At this time there cannot be far short of one hundred and fifty persons
dining daily in the public room: did I desire to dine at it, however,
the hospitality of my friends I find would render this impracticable.

_November 3rd._--Dined at Harlaem, a pretty village eight miles from the
city, but daily drawing closer to it. Here a certain Mrs. Bradshaw fries
chickens in a _sauce tartarre_, to the which could pen of mine do
justice, "I guess" I know folk "our side" the water who would be
stealing across to Harlaem some fine day to dine. We had tarapins too,
of whose excellence most unfortunates in Europe, happily for their poor
wives and innocent children, are ignorant.

On our way home halted at Cato's, and discussed the comparative merits
of hail-storm and julep, demonstrating our arguments by the practical
experiments of this distinguished spirituous professor.

The day deliciously genial, and the night like a fine harvest-moon at
home. Of a verity this American autumn, or fall, as they call it, is a
most delicate season.

_Friday, 8th._--Up with the lark, and, accompanied by Captain D----n,
got on board the steamer for Philadelphia, _viâ_ Amboy.

The morning was clear, with a warm sun just tempered by a breeze balmy
and soft: the packet was crowded, and our passage across the harbour a
pleasure to remember. We were soon, however, to have all the happy
recollections of this journey miserably blotted out by one of the most
fearful accidents I ever beheld.

At Amboy we took the railroad; and every one was delighted to find that
the locomotives were now in operation, anticipating a quick and pleasant
ride to Bordentown. For a time all went well: various surmises were made
as to our rate; some calculated it at twenty miles in the hour; D----n
and the Belgian minister, Baron de B----r, were disputing the point,
watch in hand, when an alarm was given from the rear: our attention was
quickly arrested by loud cries to "stop the engine," coming from the
windows of every carriage in the train.

On the halt being accomplished, the carriages were deserted in a moment;
for it was discovered that one of those in the rear had been overturned
in consequence of the axle breaking,--its occupants' fate as yet

I was soon on the spot, and what a scene was here to witness! Out of
twenty-four persons only one had escaped unhurt.
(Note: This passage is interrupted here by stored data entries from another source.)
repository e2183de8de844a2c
//! Top-K selection by count with first-seen tie-breaking.

use std::cmp::Ordering;

#[derive(Clone, Copy, Debug)]
struct Ranked<T> {
    count: u64,
    order: usize,
    item: T,
}

fn ranked_cmp_desc<T>(a: &Ranked<T>, b: &Ranked<T>) -> Ordering {
    b.count
        .cmp(&a.count)
        .then_with(|| a.order.cmp(&b.order))
}

/// Keeps the `k` items with the highest counts.
///
/// Equal counts are ordered by `order` ascending, which makes the result the
/// same as a stable descending sort truncated to `k`.
pub struct TopK<T> {
    k: usize,
    items: Vec<Ranked<T>>,
}

impl<T> TopK<T> {
    /// Creates an empty selection of at most `k` items.
    ///
    /// Storage grows with the items pushed, not with `k`.
    pub fn new(k: usize) -> Self {
        Self {
            k,
            items: Vec::new(),
        }
    }

    /// Offers an item, evicting the current worst when full.
    pub fn push(&mut self, count: u64, order: usize, item: T) {
        if self.k == 0 {
            return;
        }
        let candidate = Ranked { count, order, item };
        if self.items.len() < self.k {
            self.items.push(candidate);
            return;
        }

        let mut worst_idx = 0usize;
        for (idx, ranked) in self.items.iter().enumerate().skip(1) {
            if ranked_cmp_desc(ranked, &self.items[worst_idx]) == Ordering::Greater {
                worst_idx = idx;
            }
        }
        if ranked_cmp_desc(&candidate, &self.items[worst_idx]) == Ordering::Less {
            self.items[worst_idx] = candidate;
        }
    }

    /// Returns `(count, item)` pairs, highest count first.
    pub fn into_sorted_desc(mut self) -> Vec<(u64, T)> {
        self.items.sort_by(ranked_cmp_desc);
        self.items.into_iter().map(|r| (r.count, r.item)).collect()
    }
}
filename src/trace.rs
//! Feature-gated tracing macros.
//!
//! With the `tracing` feature the macros forward to `tracing`; without it
//! spans become [`NoopSpan`] and events evaluate their fields and drop them.

/// Opens an info-level span around a pipeline stage.
#[cfg(feature = "tracing")]
macro_rules! trace_span {
    ($name:expr $(, $($field:tt)*)?) => {
        tracing::info_span!($name $(, $($field)*)?)
    };
}

#[cfg(not(feature = "tracing"))]
macro_rules! trace_span {
    ($name:expr $(, $($field:tt)*)?) => {
        $crate::trace::NoopSpan
    };
}

/// Records a stage measurement at info level.
#[cfg(feature = "tracing")]
macro_rules! trace_event {
    ($name:expr, $($key:ident = $value:expr),+ $(,)?) => {
        tracing::info!(name: $name, $($key = $value),+)
    };
    ($name:expr) => {
        tracing::info!(name: $name)
    };
}

#[cfg(not(feature = "tracing"))]
macro_rules! trace_event {
    ($name:expr, $($key:ident = $value:expr),+ $(,)?) => {
        let _ = ($($value,)+);
    };
    ($name:expr) => {};
}

/// Records a per-chunk detail at debug level.
#[cfg(feature = "tracing")]
macro_rules! trace_debug {
    ($name:expr, $($key:ident = $value:expr),+ $(,)?) => {
        tracing::debug!(name: $name, $($key = $value),+)
    };
}

#[cfg(not(feature = "tracing"))]
macro_rules! trace_debug {
    ($name:expr, $($key:ident = $value:expr),+ $(,)?) => {
        let _ = ($($value,)+);
    };
}

pub(crate) use trace_debug;
pub(crate) use trace_event;
pub(crate) use trace_span;

/// Stand-in span guard when the `tracing` feature is off.
#[cfg(not(feature = "tracing"))]
pub struct NoopSpan;

#[cfg(not(feature = "tracing"))]
impl NoopSpan {
    /// Mirrors `Span::entered()` so call sites need no `cfg`.
    #[inline]
    pub fn entered(self) -> Self {
        self
    }
}
//! Edge-orientation histogram and edge densities.
//!
//! Only pixels whose Sobel mask is set contribute. Orientations are folded
//! into `[0, 180)` degrees and bucketed by `round(deg / 45) mod 4`, so each
//! channel is normalized by its own edge count.

use crate::filter::sobel::EdgeMap;
use crate::histogram::{Histogram, RGB_CHANNELS};
use crate::parallel::ParallelReducer;
use crate::trace::{trace_event, trace_span};
use crate::util::math::{orientation_bucket, safe_div};
use crate::util::{ImgDescError, ImgDescResult};
use std::ops::Range;

/// Normalized edge histogram plus per-channel edge densities.
#[derive(Clone, Debug, PartialEq)]
pub struct EdgeFeatures {
    histogram: Histogram,
    densities: [f64; RGB_CHANNELS],
    counts: [usize; RGB_CHANNELS],
}

impl EdgeFeatures {
    /// Orientation histogram, normalized per channel.
    pub fn histogram(&self) -> &Histogram {
        &self.histogram
    }

    /// Fraction of pixels that are edges, per channel.
    pub fn densities(&self) -> [f64; RGB_CHANNELS] {
        self.densities
    }

    /// Number of edge pixels per channel.
    pub fn counts(&self) -> [usize; RGB_CHANNELS] {
        self.counts
    }

    /// Splits into the histogram and the densities.
    pub fn into_parts(self) -> (Histogram, [f64; RGB_CHANNELS]) {
        (self.histogram, self.densities)
    }
}

/// Raw orientation counts and edge counts for a band of rows.
pub fn edge_histogram_rows(
    edges: &EdgeMap,
    rows: Range<usize>,
) -> (Histogram, [usize; RGB_CHANNELS]) {
    let mut hist = Histogram::edge();
    let mut counts = [0usize; RGB_CHANNELS];
    let mask = edges.mask();
    let width = mask.width();
    let rows = rows.start.min(mask.height())..rows.end.min(mask.height());
    let start = rows.start * width;
    let end = rows.end * width;
    let orientations = &edges.orientations()[start..end];
    for (px, angles) in mask.rows(rows).iter().zip(orientations) {
        let bits = px.rgb_array();
        for c in 0..RGB_CHANNELS {
            if bits[c] > 0.0 {
                hist.bump(c, orientation_bucket(angles[c]));
                counts[c] += 1;
            }
        }
    }
    (hist, counts)
}

/// Builds the edge histogram and densities from a Sobel edge map.
///
/// Fails with `EmptyInput` for an empty map.
pub fn edge_features(edges: &EdgeMap, reducer: &ParallelReducer) -> ImgDescResult<EdgeFeatures> {
    let _span = trace_span!(
        "edge_histogram",
        width = edges.width(),
        height = edges.height()
    )
    .entered();
    let total = edges.width() * edges.height();
    if total == 0 {
        return Err(ImgDescError::EmptyInput {
            reason: "edge histogram needs at least one pixel",
        });
    }

    let (mut histogram, counts) = reducer.reduce_rows(
        edges.height(),
        (Histogram::edge(), [0usize; RGB_CHANNELS]),
        |rows| Ok(edge_histogram_rows(edges, rows)),
        |acc, (part, part_counts)| {
            acc.0.combine(&part)?;
            for (dst, src) in acc.1.iter_mut().zip(part_counts) {
                *dst += src;
            }
            Ok(())
        },
    )?;
    histogram.normalize_per_channel(&counts)?;

    let densities = counts.map(|count| safe_div(count as f64, total as f64));
    trace_event!(
        "edge_histogram_done",
        red_edges = counts[0],
        green_edges = counts[1],
        blue_edges = counts[2]
    );
    Ok(EdgeFeatures {
        histogram,
        densities,
        counts,
    })
}
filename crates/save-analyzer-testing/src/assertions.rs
//! Custom assertions for save-analyzer JSON output.
//!
//! Provides high-level assertions that make tests more readable:
//! - Summary totals
//! - Session ordinals and save counts

use anyhow::{Context, Result};
use serde_json::Value;

/// Expected values of the `content.summary` object.
#[derive(Debug, Clone, Copy, PartialEq, Eq)]
pub struct ExpectedSummary {
    pub total_saves: u64,
    pub session_count: u64,
    pub total_duration_secs: i64,
    pub longest_duration_secs: i64,
}

/// Assert that the JSON summary matches `expected`.
pub fn assert_summary(json: &Value, expected: ExpectedSummary) -> Result<()> {
    let summary = &json["content"]["summary"];
    if !summary.is_object() {
        anyhow::bail!("Expected 'content.summary' object in JSON");
    }

    let actual = ExpectedSummary {
        total_saves: field_u64(summary, "total_saves")?,
        session_count: field_u64(summary, "session_count")?,
        total_duration_secs: field_i64(summary, "total_duration_secs")?,
        longest_duration_secs: field_i64(summary, "longest_duration_secs")?,
    };

    if actual != expected {
        anyhow::bail!("Summary mismatch: expected {:?}, got {:?}", expected, actual);
    }

    Ok(())
}

/// Assert that sessions carry ordinals 1..=n and the given save counts.
pub fn assert_session_saves(json: &Value, expected_saves: &[u64]) -> Result<()> {
    let sessions = json["content"]["sessions"]
        .as_array()
        .context("Expected 'content.sessions' array in JSON")?;

    if sessions.len() != expected_saves.len() {
        anyhow::bail!(
            "Expected {} sessions, got {}",
            expected_saves.len(),
            sessions.len()
        );
    }

    for (i, (session, expected)) in sessions.iter().zip(expected_saves).enumerate() {
        let ordinal = field_u64(session, "ordinal")?;
        if ordinal != i as u64 + 1 {
            anyhow::bail!("Session {} has ordinal {}", i, ordinal);
        }
        let saves = field_u64(session, "saves")?;
        if saves != *expected {
            anyhow::bail!("Session {} has {} saves, expected {}", i, saves, expected);
        }
    }

    Ok(())
}

fn field_u64(value: &Value, key: &str) -> Result<u64> {
    value[key]
        .as_u64()
        .with_context(|| format!("Missing or non-integer field '{}'", key))
}

fn field_i64(value: &Value, key: &str) -> Result<i64> {
    value[key]
        .as_i64()
        .with_context(|| format!("Missing or non-integer field '{}'", key))
}
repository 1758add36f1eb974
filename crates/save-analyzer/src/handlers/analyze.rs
use crate::args::OutputFormat;
use crate::config::Settings;
use crate::presentation::presenters;
use crate::presentation::{ConsoleRenderer, Renderer};
use crate::save_loader;
use anyhow::{Result, bail};
use save_analyzer_engine::segment;
use tracing::{debug, info};

pub fn handle(settings: &Settings, format: OutputFormat) -> Result<()> {
    settings.segment.validate()?;

    let save_dir = save_loader::resolve_save_dir(settings.dir.as_deref())?;
    info!("Analyzing saves in {}", save_dir.display());

    let timestamps = save_loader::load_save_timestamps(&save_dir)?;
    if timestamps.is_empty() {
        bail!("saves dir is empty: {}", save_dir.display());
    }

    let report = segment(&timestamps, &settings.segment)?;
    debug!(
        "Found {} run(s), {} qualifying, {} filtered (min saves {}, delay {}s)",
        report.total_runs,
        report.summary.session_count,
        report.filtered_runs(),
        settings.segment.min_saves,
        settings.segment.gap_threshold
    );

    let view_model = presenters::present_analysis(
        &report,
        &save_dir,
        &settings.segment,
        settings.show_table,
    );

    let renderer = ConsoleRenderer::new(format.into());
    renderer.render(view_model)
}
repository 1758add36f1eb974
pub mod console;
pub mod traits;

pub use console::ConsoleRenderer;
pub use traits::Renderer;
use chrono::{DateTime, Local, TimeZone, Utc};

/// `Jan _2 15:04:05`: month, space-padded day, clock time.
const STAMP_FORMAT: &str = "%b %e %H:%M:%S";

/// Format a Unix timestamp as a local-time stamp, e.g. `Mar  7 21:14:03`.
pub fn format_stamp(ts: i64) -> String {
    format_stamp_in(ts, &Local)
}

pub fn format_stamp_in<Tz>(ts: i64, tz: &Tz) -> String
where
    Tz: TimeZone,
    Tz::Offset: std::fmt::Display,
{
    match DateTime::<Utc>::from_timestamp(ts, 0) {
        Some(dt) => dt.with_timezone(tz).format(STAMP_FORMAT).to_string(),
        None => ts.to_string(),
    }
}
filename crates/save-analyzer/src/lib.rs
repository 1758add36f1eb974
// NOTE: save-analyzer Architecture
//
// Why a separate engine crate?
// - Segmentation is a pure function of timestamps and two numbers
// - Keeping it free of I/O makes every edge case unit-testable
// - The CLI owns everything observable: directory listing, config, output
//
// Why mtimes instead of file contents?
// - Save formats differ per game and are often opaque
// - The modification time is the only signal every save file carries

mod args;
mod commands;
pub mod config;
mod handlers;
pub mod logging;
pub mod presentation;
pub mod save_loader;

pub use args::{Cli, LogLevel, OutputFormat};
pub use commands::run;
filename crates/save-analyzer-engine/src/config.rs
use crate::{Error, Result};
use serde::Serialize;

/// Default maximum delay between two saves of one session (30 minutes)
pub const DEFAULT_GAP_THRESHOLD_SECS: i64 = 30 * 60;

/// Default minimum number of saves for a session to be reported
pub const DEFAULT_MIN_SAVES: usize = 2;

/// Settings for a segmentation pass.
#[derive(Debug, Clone, Copy, PartialEq, Eq, Serialize)]
pub struct SegmentConfig {
    /// Gaps strictly below this many seconds keep two saves in one session.
    pub gap_threshold: i64,

    /// Sessions with fewer saves are dropped from the report.
    pub min_saves: usize,
}

impl Default for SegmentConfig {
    fn default() -> Self {
        Self {
            gap_threshold: DEFAULT_GAP_THRESHOLD_SECS,
            min_saves: DEFAULT_MIN_SAVES,
        }
    }
}

impl SegmentConfig {
    pub fn new(gap_threshold: i64, min_saves: usize) -> Self {
        Self {
            gap_threshold,
            min_saves,
        }
    }

    pub fn gap_threshold(mut self, seconds: i64) -> Self {
        self.gap_threshold = seconds;
        self
    }

    pub fn min_saves(mut self, count: usize) -> Self {
        self.min_saves = count;
        self
    }

    /// Check the ranges `segment` assumes. Callers run this before segmenting.
    pub fn validate(&self) -> Result<()> {
        if self.gap_threshold <= 0 {
            return Err(Error::InvalidConfig(format!(
                "gap threshold must be positive, got {}s",
                self.gap_threshold
            )));
        }
        if self.min_saves == 0 {
            return Err(Error::InvalidConfig(
                "minimum saves per session must be at least 1".to_string(),
            ));
        }
        Ok(())
    }
}
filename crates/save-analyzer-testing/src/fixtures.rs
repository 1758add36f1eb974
//! Timestamp sets for common play patterns.
//!
//! All sets start at `BASE_TS` so that rendered local times stay in a sane range.

/// 2023-11-14T22:13:20Z
pub const BASE_TS: i64 = 1_700_000_000;

/// Two sessions: three saves over 200s, then two saves over 50s.
pub fn two_sessions() -> Vec<i64> {
    [0, 100, 200, 10_000, 10_050]
        .iter()
        .map(|offset| BASE_TS + offset)
        .collect()
}

/// Two saves an hour apart: two single-save runs under the default 30m delay.
pub fn lonely_saves() -> Vec<i64> {
    vec![BASE_TS, BASE_TS + 3600]
}

/// An evening of quicksaves every 10 minutes for two hours (13 saves).
pub fn long_evening() -> Vec<i64> {
    (0..13).map(|i| BASE_TS + i * 600).collect()
}
use serde::Serialize;

#[derive(Debug, Clone, Copy, Default, PartialEq, Eq, Serialize)]
#[serde(rename_all = "lowercase")]
pub enum OutputFormat {
    #[default]
    Text,
    Json,
}

impl From<crate::args::OutputFormat> for OutputFormat {
    fn from(format: crate::args::OutputFormat) -> Self {
        match format {
            crate::args::OutputFormat::Plain => Self::Text,
            crate::args::OutputFormat::Json => Self::Json,
        }
    }
}

#[derive(Debug, Clone, Serialize)]
pub struct StatusBadge {
    pub level: StatusLevel,
    pub label: String,
}

impl StatusBadge {
    pub fn warning(label: impl Into<String>) -> Self {
        Self {
            level: StatusLevel::Warning,
            label: label.into(),
        }
    }

    pub fn icon(&self) -> &str {
        match self.level {
            StatusLevel::Warning => "⚠️",
        }
    }
}

#[derive(Debug, Clone, Copy, Serialize, PartialEq, Eq)]
#[serde(rename_all = "lowercase")]
pub enum StatusLevel {
    Warning,
}

#[derive(Debug, Clone, Serialize)]
pub struct Guidance {
    pub description: String,
    pub command: Option<String>,
}

impl Guidance {
    pub fn new(description: impl Into<String>) -> Self {
        Self {
            description: description.into(),
            command: None,
        }
    }

    pub fn with_command(mut self, command: impl Into<String>) -> Self {
        self.command = Some(command.into());
        self
    }
}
One man was dead,
another dying, and five others had fractures, more or less serious; a
couple of ladies (sisters) dreadfully wounded; the children of one of
them, two little girls, with broken limbs.

Never were sufferers more patient; one of them was a surgeon, a fine
young fellow, who immediately set about doing the best his skill could
accomplish for those most desperately hurt. D----n and I volunteered as
his assistants; and with such splints as the shattered panels of the
carriage supplied, the fractured limbs were bound up.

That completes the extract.